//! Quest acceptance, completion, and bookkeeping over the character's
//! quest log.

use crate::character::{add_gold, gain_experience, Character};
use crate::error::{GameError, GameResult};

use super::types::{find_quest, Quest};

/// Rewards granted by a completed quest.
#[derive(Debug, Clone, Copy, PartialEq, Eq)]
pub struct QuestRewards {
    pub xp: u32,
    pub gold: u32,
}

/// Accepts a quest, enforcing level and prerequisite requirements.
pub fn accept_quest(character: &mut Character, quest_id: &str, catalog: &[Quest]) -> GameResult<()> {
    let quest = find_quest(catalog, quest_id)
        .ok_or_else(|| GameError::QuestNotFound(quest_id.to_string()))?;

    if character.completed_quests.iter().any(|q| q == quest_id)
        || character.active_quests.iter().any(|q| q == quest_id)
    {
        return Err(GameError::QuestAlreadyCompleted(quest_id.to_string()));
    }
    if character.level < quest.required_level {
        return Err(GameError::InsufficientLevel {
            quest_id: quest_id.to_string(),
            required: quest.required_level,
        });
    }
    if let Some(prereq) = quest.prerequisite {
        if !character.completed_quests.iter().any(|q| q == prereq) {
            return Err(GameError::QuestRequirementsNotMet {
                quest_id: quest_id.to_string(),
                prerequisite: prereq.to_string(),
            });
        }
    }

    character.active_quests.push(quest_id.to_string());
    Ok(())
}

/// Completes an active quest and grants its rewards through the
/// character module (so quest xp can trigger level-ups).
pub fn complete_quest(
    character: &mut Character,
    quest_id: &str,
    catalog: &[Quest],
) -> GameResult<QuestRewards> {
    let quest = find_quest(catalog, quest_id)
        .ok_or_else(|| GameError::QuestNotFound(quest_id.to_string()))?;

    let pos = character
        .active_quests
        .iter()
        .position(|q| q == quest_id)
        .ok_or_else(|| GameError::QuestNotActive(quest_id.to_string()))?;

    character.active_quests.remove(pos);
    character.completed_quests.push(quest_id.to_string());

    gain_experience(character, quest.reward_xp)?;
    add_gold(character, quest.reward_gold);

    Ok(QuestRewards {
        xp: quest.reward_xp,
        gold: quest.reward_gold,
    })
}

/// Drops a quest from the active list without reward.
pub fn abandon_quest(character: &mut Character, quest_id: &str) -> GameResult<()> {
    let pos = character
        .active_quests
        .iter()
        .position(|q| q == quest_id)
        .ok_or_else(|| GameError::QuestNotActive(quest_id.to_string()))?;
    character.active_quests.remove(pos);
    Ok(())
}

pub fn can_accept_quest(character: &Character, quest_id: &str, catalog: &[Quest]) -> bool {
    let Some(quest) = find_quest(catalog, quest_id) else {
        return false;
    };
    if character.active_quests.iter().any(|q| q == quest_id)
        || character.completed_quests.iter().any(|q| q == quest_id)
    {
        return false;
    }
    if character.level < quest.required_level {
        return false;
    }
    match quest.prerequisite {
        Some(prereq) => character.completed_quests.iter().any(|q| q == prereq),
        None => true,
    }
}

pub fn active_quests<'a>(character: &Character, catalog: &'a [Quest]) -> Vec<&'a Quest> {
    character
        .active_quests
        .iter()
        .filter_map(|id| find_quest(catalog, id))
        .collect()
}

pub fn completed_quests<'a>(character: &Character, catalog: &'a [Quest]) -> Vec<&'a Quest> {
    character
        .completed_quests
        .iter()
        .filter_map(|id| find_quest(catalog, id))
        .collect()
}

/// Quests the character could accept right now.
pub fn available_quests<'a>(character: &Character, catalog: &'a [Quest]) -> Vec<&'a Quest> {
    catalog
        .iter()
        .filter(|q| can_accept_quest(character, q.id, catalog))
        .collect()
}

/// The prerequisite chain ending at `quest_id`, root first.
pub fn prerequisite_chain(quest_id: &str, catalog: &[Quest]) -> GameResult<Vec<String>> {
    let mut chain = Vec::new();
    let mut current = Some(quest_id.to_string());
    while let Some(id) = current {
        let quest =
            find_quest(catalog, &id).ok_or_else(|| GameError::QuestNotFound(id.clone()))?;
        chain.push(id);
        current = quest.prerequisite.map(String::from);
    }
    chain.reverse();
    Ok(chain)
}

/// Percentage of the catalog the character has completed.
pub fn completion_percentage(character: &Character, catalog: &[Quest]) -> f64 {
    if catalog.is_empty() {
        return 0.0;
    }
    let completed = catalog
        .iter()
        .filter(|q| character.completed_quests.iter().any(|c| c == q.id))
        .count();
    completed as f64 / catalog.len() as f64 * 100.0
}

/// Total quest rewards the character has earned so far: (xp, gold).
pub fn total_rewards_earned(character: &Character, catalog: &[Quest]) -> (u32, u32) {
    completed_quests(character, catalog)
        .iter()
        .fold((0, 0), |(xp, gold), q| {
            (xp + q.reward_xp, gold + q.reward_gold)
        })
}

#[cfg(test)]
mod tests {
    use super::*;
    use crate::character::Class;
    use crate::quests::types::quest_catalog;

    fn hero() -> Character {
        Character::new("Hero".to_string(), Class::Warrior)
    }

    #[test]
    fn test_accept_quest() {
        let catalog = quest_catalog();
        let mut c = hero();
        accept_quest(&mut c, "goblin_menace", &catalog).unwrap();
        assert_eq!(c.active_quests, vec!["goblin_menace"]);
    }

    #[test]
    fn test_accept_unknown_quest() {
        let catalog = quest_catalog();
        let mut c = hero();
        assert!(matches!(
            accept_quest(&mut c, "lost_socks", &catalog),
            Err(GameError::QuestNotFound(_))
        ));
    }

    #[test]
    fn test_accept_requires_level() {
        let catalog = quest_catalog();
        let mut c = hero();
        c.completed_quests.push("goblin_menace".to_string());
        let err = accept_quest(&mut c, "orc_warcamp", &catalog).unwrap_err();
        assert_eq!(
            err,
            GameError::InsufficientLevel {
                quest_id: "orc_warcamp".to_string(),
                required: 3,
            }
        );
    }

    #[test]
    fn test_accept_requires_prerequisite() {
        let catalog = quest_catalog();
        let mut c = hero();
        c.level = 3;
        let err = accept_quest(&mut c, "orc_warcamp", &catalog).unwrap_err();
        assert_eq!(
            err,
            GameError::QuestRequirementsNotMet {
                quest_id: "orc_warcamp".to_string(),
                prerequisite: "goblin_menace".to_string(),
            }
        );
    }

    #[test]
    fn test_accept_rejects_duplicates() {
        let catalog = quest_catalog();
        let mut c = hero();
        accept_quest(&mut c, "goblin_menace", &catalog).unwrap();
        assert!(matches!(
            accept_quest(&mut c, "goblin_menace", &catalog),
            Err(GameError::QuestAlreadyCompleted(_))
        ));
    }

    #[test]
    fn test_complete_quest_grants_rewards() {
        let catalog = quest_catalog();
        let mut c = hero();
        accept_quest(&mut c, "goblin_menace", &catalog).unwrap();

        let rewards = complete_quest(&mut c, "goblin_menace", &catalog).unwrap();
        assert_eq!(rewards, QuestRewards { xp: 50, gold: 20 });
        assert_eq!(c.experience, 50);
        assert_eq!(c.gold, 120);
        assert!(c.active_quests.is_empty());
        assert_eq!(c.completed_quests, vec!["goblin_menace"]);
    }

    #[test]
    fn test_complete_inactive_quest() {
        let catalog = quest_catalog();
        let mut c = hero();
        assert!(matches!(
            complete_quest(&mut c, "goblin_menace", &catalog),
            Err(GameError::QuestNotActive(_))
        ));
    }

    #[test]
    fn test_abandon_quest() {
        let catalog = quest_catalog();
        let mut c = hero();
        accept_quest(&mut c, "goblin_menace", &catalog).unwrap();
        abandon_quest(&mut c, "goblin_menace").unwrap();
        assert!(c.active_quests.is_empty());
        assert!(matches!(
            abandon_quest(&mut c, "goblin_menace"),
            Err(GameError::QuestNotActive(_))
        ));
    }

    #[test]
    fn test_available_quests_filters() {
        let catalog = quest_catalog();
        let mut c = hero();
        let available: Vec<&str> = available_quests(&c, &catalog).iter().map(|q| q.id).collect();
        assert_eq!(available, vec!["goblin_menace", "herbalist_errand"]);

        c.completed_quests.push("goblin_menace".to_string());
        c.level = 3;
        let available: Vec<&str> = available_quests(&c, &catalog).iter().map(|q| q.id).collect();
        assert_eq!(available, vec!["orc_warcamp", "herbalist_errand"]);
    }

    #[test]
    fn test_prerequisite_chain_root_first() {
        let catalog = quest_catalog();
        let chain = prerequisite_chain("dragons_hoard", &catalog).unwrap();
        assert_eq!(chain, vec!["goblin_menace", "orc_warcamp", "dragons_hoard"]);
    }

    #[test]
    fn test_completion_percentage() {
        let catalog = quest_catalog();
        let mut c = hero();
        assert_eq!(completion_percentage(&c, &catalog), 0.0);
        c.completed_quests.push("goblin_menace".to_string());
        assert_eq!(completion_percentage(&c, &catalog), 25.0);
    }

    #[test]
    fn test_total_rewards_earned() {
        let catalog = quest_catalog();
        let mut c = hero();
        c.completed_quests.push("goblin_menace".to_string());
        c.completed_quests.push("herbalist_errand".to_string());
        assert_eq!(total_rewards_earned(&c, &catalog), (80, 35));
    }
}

┄┄┄┄┄┄┄┄┄┄┄┄┄┄┄┄┄┄┄┄

> **Work required**: The word to find is "InsufficientLevel". Copy every line of the records that holds it.

> **Answer below**:
        return Err(GameError::InsufficientLevel {
            GameError::InsufficientLevel {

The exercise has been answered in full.